# WORK REQUIRED
Using the records provided below, locate and copy each line that contains the word "clap".

# SUPPLIED MATERIAL
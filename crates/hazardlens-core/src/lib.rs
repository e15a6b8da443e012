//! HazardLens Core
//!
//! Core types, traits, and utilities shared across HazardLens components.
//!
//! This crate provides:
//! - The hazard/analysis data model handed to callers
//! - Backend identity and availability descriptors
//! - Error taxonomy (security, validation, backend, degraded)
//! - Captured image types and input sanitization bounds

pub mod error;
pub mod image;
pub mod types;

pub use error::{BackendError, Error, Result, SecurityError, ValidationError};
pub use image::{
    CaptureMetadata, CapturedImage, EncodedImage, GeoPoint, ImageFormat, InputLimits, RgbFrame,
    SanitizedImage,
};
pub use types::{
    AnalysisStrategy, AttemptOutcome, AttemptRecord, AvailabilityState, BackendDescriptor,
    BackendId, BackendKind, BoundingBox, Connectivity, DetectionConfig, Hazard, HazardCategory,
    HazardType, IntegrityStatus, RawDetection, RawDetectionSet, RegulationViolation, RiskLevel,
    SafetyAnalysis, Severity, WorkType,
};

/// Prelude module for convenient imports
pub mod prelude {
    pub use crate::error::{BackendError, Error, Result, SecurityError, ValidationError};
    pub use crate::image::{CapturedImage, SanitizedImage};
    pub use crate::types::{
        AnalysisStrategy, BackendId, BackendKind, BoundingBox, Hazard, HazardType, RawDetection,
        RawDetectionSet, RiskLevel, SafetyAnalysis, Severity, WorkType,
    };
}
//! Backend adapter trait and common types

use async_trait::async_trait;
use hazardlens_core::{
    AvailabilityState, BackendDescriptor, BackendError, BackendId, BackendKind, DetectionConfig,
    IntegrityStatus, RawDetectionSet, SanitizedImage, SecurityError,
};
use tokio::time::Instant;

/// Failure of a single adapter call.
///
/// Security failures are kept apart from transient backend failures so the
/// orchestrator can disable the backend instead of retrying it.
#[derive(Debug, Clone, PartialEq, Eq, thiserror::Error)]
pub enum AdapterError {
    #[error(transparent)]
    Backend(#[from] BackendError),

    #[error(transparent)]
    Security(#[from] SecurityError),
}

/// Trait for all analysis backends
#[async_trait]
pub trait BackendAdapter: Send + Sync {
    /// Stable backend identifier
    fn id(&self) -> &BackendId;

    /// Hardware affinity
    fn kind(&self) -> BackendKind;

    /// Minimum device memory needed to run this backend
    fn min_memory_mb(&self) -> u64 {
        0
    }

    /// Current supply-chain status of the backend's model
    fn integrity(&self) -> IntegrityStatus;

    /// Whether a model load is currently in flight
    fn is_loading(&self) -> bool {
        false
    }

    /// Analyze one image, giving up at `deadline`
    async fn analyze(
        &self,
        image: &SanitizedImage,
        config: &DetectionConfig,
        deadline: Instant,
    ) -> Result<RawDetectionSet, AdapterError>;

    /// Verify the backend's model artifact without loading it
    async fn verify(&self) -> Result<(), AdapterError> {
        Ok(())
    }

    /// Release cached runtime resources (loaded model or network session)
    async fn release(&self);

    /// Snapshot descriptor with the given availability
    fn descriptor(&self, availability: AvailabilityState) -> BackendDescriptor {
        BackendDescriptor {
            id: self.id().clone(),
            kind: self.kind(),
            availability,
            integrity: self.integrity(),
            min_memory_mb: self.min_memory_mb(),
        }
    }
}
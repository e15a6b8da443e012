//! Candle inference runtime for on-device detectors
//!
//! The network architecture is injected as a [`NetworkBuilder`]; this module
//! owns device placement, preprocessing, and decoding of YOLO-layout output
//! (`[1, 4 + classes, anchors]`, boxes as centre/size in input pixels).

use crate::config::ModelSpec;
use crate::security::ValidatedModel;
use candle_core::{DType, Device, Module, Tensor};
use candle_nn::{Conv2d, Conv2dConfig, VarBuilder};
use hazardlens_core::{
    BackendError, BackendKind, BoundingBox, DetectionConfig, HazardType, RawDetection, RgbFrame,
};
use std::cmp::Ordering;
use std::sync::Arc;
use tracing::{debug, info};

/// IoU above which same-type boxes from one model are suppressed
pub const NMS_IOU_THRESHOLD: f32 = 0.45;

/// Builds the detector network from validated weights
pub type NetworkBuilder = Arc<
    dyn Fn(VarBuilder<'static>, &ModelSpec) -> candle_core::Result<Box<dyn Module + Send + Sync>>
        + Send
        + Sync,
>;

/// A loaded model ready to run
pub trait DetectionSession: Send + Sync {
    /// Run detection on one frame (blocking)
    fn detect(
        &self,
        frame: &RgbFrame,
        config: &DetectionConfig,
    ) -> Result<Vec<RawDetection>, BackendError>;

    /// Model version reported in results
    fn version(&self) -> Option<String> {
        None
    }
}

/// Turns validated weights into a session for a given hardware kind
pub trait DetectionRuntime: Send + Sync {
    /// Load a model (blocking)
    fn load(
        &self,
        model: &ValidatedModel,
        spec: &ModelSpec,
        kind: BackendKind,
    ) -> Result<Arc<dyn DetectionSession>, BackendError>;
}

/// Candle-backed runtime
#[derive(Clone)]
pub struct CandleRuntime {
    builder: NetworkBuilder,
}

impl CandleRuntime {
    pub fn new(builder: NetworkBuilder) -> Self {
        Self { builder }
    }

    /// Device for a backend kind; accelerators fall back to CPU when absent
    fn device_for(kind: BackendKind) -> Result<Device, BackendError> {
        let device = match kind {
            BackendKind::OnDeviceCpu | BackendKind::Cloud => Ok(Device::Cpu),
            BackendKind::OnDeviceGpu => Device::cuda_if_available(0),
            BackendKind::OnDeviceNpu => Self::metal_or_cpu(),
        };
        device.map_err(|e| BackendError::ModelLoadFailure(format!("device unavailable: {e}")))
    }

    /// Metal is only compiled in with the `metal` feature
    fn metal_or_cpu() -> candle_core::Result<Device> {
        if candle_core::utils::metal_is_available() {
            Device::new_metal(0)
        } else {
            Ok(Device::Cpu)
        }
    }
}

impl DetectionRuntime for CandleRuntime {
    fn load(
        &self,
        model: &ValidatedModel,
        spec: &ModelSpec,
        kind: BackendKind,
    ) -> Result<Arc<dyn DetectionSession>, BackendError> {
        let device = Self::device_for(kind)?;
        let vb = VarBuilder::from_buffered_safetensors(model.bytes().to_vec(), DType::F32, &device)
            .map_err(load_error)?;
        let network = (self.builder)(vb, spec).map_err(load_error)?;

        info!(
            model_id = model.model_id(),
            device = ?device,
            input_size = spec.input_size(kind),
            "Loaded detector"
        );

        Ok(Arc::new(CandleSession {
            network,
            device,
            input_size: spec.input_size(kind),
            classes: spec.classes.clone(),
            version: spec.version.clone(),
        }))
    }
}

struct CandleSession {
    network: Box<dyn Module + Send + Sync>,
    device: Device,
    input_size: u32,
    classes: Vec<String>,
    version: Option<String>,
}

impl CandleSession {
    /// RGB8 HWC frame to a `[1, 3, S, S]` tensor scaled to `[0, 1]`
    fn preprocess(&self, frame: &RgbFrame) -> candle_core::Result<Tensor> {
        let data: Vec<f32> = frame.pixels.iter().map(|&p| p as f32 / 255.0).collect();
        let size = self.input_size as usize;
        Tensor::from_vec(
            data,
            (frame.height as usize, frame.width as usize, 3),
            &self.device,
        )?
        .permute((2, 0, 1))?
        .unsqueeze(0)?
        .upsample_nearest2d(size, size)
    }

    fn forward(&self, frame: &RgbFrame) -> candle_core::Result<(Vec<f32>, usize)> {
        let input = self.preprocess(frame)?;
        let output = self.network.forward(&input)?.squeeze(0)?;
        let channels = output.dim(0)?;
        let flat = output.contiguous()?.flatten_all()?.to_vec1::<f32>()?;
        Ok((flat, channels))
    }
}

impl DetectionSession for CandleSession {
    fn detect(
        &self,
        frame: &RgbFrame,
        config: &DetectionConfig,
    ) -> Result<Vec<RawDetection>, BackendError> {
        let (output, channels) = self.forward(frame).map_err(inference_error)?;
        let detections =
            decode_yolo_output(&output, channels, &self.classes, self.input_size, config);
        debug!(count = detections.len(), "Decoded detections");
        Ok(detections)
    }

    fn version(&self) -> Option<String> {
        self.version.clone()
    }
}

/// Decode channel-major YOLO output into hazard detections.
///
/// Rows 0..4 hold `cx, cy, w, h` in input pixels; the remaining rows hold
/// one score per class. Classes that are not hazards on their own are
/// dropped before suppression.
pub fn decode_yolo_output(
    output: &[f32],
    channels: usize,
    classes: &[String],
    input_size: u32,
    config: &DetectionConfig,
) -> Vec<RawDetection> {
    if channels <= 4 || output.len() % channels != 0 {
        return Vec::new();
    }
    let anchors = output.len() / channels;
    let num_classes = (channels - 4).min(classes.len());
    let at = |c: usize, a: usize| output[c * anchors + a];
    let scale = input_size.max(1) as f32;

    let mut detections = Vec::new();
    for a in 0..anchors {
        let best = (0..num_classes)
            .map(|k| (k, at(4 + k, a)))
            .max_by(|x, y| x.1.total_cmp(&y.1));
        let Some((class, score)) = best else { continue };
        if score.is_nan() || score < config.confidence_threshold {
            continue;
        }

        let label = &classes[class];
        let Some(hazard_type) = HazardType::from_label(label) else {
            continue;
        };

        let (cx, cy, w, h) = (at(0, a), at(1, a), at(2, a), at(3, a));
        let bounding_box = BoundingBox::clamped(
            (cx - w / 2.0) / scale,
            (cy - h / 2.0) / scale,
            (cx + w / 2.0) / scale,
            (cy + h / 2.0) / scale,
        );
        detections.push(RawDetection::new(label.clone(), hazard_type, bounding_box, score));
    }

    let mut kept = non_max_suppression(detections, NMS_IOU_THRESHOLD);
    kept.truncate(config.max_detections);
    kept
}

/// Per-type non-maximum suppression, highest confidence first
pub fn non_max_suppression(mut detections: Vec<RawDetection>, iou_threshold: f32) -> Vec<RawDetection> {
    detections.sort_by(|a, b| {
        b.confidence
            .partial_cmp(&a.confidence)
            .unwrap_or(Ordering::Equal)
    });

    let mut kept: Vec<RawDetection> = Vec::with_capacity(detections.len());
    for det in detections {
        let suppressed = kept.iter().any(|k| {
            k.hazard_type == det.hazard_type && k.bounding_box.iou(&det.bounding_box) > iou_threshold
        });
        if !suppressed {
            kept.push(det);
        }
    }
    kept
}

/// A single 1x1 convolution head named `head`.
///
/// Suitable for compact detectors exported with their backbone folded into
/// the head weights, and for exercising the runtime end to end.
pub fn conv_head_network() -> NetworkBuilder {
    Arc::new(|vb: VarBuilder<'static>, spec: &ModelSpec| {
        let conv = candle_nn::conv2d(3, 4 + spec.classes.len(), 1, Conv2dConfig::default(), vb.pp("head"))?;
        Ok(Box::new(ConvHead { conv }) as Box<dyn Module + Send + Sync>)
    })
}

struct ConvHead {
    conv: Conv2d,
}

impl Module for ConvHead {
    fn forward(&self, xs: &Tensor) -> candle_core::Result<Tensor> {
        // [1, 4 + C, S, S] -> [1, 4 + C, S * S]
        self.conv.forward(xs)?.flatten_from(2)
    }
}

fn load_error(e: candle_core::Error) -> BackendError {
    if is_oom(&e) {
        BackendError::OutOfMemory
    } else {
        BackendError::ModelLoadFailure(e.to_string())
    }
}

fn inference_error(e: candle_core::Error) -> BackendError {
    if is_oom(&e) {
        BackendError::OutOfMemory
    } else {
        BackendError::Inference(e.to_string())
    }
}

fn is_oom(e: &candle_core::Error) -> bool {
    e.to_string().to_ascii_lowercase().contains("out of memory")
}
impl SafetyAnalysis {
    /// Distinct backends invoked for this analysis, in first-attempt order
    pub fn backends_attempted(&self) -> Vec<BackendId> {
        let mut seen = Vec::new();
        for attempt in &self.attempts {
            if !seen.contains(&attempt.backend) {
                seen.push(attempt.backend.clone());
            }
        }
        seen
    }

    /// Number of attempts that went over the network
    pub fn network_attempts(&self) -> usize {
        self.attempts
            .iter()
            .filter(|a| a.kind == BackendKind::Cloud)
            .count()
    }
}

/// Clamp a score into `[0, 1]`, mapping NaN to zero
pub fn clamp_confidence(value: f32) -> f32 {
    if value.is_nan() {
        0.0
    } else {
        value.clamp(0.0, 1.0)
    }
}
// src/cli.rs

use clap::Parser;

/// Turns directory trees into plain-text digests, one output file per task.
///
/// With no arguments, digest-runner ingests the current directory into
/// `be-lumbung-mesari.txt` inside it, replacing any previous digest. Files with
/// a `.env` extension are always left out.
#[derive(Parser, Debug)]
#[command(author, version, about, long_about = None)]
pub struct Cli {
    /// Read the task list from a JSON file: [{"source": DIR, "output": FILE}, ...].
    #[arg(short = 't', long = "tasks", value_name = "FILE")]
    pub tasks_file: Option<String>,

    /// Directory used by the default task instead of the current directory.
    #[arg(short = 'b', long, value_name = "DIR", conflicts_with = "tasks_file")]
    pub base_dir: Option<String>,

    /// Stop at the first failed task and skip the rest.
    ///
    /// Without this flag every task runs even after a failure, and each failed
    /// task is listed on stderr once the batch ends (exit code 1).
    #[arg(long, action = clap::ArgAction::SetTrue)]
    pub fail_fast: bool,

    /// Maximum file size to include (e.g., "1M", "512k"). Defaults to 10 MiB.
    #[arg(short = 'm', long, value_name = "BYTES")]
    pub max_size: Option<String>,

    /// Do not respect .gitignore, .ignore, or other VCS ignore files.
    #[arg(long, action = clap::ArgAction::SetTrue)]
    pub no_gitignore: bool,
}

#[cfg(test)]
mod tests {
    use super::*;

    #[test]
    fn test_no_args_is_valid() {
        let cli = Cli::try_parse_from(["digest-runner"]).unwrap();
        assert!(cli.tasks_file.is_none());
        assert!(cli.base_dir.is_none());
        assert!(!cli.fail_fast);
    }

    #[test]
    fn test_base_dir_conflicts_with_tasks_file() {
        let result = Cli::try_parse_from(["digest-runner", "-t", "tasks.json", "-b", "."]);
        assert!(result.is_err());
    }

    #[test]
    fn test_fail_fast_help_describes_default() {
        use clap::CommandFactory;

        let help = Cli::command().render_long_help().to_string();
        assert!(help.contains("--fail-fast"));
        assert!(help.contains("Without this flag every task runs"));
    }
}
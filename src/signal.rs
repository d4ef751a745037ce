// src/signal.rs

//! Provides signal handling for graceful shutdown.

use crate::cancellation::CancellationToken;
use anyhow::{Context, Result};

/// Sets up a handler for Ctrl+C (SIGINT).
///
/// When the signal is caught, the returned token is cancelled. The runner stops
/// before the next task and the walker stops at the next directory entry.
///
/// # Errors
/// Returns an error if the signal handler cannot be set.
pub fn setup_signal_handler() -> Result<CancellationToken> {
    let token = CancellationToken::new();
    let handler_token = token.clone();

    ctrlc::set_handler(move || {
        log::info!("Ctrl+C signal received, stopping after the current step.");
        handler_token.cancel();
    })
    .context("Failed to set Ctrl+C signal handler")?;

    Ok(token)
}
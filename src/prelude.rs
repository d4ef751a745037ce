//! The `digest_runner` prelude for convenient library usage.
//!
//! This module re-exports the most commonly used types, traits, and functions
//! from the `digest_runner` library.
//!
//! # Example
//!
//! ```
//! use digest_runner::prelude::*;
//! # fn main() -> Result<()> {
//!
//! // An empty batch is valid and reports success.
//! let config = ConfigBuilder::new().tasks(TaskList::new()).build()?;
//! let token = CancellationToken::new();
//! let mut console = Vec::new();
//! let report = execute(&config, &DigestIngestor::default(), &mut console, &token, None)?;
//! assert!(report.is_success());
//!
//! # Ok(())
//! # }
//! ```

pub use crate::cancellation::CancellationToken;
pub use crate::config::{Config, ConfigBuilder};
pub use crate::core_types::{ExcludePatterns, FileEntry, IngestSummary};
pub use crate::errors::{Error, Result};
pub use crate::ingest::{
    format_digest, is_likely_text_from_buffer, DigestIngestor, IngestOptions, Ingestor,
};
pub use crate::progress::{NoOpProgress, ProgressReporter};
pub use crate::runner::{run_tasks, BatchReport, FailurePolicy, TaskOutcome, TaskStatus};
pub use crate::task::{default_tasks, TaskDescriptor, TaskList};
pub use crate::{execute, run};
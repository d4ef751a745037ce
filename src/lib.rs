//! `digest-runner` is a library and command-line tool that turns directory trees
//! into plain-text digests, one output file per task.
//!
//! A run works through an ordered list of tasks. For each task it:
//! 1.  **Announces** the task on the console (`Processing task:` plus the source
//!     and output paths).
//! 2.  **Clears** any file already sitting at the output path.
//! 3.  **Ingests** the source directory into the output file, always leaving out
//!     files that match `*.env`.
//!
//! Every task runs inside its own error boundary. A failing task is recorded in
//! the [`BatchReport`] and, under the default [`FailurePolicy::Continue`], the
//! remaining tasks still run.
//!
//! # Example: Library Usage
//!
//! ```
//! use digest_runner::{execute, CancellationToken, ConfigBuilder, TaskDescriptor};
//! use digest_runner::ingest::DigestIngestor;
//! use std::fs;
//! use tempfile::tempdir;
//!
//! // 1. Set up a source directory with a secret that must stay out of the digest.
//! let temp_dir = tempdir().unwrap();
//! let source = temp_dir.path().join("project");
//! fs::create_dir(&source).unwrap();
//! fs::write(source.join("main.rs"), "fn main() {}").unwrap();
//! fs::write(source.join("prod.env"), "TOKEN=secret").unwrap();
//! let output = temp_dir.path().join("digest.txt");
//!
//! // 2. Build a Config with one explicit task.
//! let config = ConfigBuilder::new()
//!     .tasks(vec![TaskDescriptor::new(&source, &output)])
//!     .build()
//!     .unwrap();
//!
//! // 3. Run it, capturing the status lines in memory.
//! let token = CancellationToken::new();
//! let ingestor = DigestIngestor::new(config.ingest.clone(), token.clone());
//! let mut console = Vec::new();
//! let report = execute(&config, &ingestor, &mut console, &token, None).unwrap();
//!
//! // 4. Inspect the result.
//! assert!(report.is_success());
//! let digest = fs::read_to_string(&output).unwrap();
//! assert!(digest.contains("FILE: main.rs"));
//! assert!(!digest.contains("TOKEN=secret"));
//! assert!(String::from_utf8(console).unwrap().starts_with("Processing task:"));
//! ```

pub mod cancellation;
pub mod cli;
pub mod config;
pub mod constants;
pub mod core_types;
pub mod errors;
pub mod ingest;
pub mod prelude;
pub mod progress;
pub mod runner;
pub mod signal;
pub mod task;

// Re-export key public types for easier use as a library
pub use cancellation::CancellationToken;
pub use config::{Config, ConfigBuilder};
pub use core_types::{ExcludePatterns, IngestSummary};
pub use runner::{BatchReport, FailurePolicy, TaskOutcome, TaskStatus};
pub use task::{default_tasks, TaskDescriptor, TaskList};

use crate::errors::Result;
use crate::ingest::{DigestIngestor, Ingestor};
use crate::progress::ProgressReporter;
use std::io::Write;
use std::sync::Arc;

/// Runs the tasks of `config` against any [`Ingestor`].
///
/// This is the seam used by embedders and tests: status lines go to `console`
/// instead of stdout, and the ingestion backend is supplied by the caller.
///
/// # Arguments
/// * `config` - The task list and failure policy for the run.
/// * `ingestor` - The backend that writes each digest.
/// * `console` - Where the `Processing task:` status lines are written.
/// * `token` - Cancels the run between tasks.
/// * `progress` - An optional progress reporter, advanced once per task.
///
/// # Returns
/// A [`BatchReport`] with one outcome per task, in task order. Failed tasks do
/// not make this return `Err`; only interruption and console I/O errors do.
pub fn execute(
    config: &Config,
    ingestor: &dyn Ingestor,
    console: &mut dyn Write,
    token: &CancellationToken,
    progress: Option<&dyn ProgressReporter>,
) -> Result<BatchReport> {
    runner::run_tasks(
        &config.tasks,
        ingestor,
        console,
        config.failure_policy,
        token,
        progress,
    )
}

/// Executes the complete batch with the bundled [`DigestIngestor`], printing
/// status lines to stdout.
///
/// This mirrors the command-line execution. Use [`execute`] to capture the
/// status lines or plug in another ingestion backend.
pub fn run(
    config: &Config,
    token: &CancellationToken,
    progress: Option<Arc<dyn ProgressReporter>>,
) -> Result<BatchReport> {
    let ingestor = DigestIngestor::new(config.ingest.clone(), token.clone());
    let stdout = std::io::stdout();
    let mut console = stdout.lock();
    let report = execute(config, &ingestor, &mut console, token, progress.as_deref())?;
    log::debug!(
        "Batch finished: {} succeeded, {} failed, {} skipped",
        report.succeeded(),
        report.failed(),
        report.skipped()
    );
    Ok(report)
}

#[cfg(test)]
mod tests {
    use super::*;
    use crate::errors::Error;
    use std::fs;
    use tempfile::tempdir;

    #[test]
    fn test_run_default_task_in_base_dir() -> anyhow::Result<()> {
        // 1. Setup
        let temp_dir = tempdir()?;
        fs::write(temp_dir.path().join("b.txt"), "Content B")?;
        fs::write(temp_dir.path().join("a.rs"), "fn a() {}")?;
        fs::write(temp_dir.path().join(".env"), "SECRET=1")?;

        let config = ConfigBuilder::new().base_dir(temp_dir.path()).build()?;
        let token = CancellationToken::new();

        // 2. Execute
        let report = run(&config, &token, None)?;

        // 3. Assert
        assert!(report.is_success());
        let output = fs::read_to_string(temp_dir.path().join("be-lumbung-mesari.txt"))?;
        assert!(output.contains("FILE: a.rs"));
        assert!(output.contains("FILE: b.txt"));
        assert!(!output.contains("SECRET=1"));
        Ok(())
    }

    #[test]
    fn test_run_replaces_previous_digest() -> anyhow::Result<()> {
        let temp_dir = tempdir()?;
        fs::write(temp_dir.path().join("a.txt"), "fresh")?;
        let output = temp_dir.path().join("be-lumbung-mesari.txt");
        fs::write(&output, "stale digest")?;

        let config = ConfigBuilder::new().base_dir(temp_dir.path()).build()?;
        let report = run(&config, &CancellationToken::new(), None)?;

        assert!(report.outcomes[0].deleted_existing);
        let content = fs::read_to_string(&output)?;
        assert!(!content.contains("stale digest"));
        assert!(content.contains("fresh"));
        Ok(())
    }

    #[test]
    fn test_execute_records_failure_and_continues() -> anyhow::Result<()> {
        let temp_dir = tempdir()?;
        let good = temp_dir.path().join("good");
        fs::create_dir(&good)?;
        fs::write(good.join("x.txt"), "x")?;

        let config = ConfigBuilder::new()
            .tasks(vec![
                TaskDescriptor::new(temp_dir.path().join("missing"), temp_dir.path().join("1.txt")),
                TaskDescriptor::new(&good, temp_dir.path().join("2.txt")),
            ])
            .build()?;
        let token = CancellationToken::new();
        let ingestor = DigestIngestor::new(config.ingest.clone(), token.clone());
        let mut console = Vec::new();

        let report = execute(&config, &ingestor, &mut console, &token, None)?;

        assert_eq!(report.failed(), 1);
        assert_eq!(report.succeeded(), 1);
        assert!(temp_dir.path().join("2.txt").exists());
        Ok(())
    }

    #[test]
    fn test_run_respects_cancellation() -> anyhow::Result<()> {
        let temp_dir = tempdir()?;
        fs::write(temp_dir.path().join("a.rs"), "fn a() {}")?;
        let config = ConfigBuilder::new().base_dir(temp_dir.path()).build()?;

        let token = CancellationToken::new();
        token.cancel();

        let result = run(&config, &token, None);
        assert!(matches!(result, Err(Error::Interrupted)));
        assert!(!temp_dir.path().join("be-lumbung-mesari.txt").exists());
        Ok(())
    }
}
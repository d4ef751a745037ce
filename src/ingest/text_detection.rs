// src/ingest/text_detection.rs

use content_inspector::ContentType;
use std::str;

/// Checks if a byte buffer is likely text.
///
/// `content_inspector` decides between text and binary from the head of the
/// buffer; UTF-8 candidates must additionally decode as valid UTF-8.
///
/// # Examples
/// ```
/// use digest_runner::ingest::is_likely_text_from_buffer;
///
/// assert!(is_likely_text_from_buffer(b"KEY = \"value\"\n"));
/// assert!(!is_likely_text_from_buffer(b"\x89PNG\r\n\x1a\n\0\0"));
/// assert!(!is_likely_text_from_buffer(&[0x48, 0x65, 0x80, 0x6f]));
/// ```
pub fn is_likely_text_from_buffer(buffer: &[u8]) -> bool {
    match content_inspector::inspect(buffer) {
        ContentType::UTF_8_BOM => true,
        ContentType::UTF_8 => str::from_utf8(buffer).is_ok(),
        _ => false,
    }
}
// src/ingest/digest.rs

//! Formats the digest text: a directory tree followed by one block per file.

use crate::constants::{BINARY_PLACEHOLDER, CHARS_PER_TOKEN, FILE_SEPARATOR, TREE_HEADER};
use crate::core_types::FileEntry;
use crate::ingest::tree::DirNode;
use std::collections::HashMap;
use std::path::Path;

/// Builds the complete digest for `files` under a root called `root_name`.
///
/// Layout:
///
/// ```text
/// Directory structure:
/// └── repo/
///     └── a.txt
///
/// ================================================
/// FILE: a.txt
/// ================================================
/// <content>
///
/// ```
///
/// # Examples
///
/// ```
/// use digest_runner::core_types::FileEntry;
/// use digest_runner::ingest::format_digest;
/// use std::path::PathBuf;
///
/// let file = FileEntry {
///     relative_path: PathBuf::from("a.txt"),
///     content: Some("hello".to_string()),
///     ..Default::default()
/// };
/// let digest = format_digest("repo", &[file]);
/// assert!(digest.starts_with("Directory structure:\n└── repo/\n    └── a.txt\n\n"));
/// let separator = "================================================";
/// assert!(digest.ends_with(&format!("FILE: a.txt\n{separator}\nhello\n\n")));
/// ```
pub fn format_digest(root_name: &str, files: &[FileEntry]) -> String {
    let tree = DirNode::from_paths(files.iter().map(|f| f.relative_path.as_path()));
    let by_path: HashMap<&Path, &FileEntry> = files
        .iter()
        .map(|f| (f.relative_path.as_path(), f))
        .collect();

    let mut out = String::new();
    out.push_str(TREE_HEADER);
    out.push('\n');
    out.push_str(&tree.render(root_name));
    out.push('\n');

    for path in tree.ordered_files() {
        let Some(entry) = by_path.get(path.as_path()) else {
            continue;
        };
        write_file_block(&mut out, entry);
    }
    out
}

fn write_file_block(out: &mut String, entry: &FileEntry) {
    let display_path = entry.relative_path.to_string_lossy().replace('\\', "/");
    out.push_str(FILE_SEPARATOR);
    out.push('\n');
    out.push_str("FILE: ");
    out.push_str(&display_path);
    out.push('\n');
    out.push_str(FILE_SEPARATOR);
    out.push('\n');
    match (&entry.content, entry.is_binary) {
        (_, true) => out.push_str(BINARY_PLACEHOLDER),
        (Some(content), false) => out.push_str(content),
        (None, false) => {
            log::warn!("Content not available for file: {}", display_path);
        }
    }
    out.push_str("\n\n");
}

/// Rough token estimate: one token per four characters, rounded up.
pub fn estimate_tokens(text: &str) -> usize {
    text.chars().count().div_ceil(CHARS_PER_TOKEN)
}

# EXERCISE RESPONSE
use clap::Parser;
    #[arg(long, action = clap::ArgAction::SetTrue)]
    #[arg(long, action = clap::ArgAction::SetTrue)]
        use clap::CommandFactory;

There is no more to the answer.